As it happened, we got through everything in almost exactly four hours. And let me reiterate – these kids are top-notch. I’d give them a water break, and they’d sprint off the field to an area a little ways away where the water was. By the time I got over there, they were saying, “OK guys, let’s go!” They really wanted to work and get better.
Some of the transformations were remarkable. The right tackle was a kid who sort of hopped into his pass set and opened up almost completely by his second step. We took a “before and after” video of him, and the results were staggering. A (soon to be) senior guard was coaching the other kids up before too long – he’s a smart guy, and was taking in everything and was able to repeat it back to me and the other players. They had two freshmen kids, one of which had never played football before, and they ended up being two of the stars of the camp. I could go on and on about how much fun I had coaching these guys, and how much I’m looking forward to watching their continued development over this season.

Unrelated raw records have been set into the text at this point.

// Copyright 2017-2019 Sean Gillespie.
//
// Licensed under the Apache License, Version 2.0 <LICENSE-APACHE or
// http://www.apache.org/licenses/LICENSE-2.0> or the MIT license
// <LICENSE-MIT or http://opensource.org/licenses/MIT>, at your
// option. This file may not be copied, modified, or distributed
// except according to those terms.

//! The rule engine. `Game` owns the board and everything needed to play a
//! legal game of chess on it: the side to move, the check flag, the move
//! history, the repetition counter, and a cached legal-move list per ply.
//!
//! All board mutation funnels through `apply_move`/`unapply_last_move`,
//! which form a reversible state machine: applying and then unapplying any
//! legal move restores the position, the turn, the check flag and the
//! repetition counts exactly. Callers must unapply in reverse order of
//! application.

use arrayvec::ArrayVec;
use hashbrown::HashMap;

use crate::board::Board;
use crate::geometry;
use crate::moves::Move;
use crate::types::{CastleSide, Color, Piece, PieceId, PieceKind, Rank, Square};
use crate::types::{CASTLE_SIDES, COLORS};

static PROMOTION_KINDS: [PieceKind; 4] = [
    PieceKind::Queen,
    PieceKind::Rook,
    PieceKind::Bishop,
    PieceKind::Knight,
];

/// Recoverable rule errors. Each is rejected before any state changes, so
/// the caller can check state or pick a different move and carry on.
#[derive(Copy, Clone, Debug, PartialEq, Eq)]
pub enum GameError {
    /// The game is over; no further moves can be applied.
    Finished,
    /// The move is not in the current legal-move set.
    IllegalMove(Move),
    /// The winner was queried while the game is still in progress.
    NotFinished,
}

/// The squares involved in a castling move for one side of the board.
#[derive(Copy, Clone, Debug, PartialEq, Eq)]
pub struct CastleSquares {
    pub king_origin: Square,
    pub king_destination: Square,
    pub rook_origin: Square,
    pub rook_destination: Square,
    /// The knight's home square between rook and king, which must also be
    /// empty for the long castle. `None` for the short side.
    pub long_gap: Option<Square>,
}

/// Everything needed to invert one applied move: the move itself, the
/// piece identities it moved (two for castling), the captured piece if
/// any, and the pre-promotion pawn if any.
#[derive(Clone, Debug)]
struct HistoryRecord {
    mov: Move,
    moved: ArrayVec<[Piece; 2]>,
    captured: Option<Piece>,
    promoted: Option<Piece>,
}
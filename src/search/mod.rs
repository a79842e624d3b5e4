// Copyright 2017-2019 Sean Gillespie.
//
// Licensed under the Apache License, Version 2.0 <LICENSE-APACHE or
// http://www.apache.org/licenses/LICENSE-2.0> or the MIT license
// <LICENSE-MIT or http://opensource.org/licenses/MIT>, at your
// option. This file may not be copied, modified, or distributed
// except according to those terms.

//! Game tree search: fixed-depth minimax with alpha-beta pruning over the
//! rule engine's reversible apply/unapply machinery, plus an observer hook
//! for recording how root candidates were scored.

mod engine;
mod observer;

pub use self::engine::{Engine, SearchResult};
pub use self::observer::{CsvObserver, NullObserver, SearchObserver};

LeCharles just announced on Monday that the next Coaches Seminar is going to be July 16-17. I would strongly suggest that any OL coach who wants to make his guys better attend. I’ll be back in 2017 for sure. You can register here. You can thank me later.
In the WFA game of note this week, Chicago beat up on Boston 50-something to 18. I was expecting a much closer game, maybe even with Boston winning, I understand that Boston’s outstanding QB, Allison Cahill, went out with a season-ending injury. At the time, I think the game was close, and my guess is that then not only were the Renegades missing a whole bunch of offense, but also probably were a bit emotionally deflated, which is understandable.
With that result, if there is any difference in the Final Four other than DC, Chicago, Central Cal and Dallas, I’ll be shocked. I’m still fairly certain that Dallas will be the finalist from the West, and less certain that DC will be from the East.
On the men’s side, my Nighthawks have landed in a new league, the Southern California Football League (SCFL). This league is a quantum leap up in competition: The California Raiders were undefeated last year, the So Cal Coyotes have won a couple of national championships*, the Inglewood Blackhawks have won some, and the San Diego Thunder had a run on the national scene at late as the late 2000’s. Throw in a virtual All Star team in the Las Vegas Trojans, and there are very few gimmes on our schedule.
All in all, I couldn’t be happier – these are the types of games you sign up for as a coach, the types that for whatever reason we didn’t get often in the women’s game, at least until the playoffs.
*For my female game readers, national championships are a bit different in the men’s game. First of all, there are over 600 men’s teams across the country, so having one national champion is pretty much not going to happen. Second, there are several “national championship” tournaments put on in December/January. Fortunately for us, our league is recognized as one of the most competitive in the country, so our league winner will get an automatic bid to a national tournament.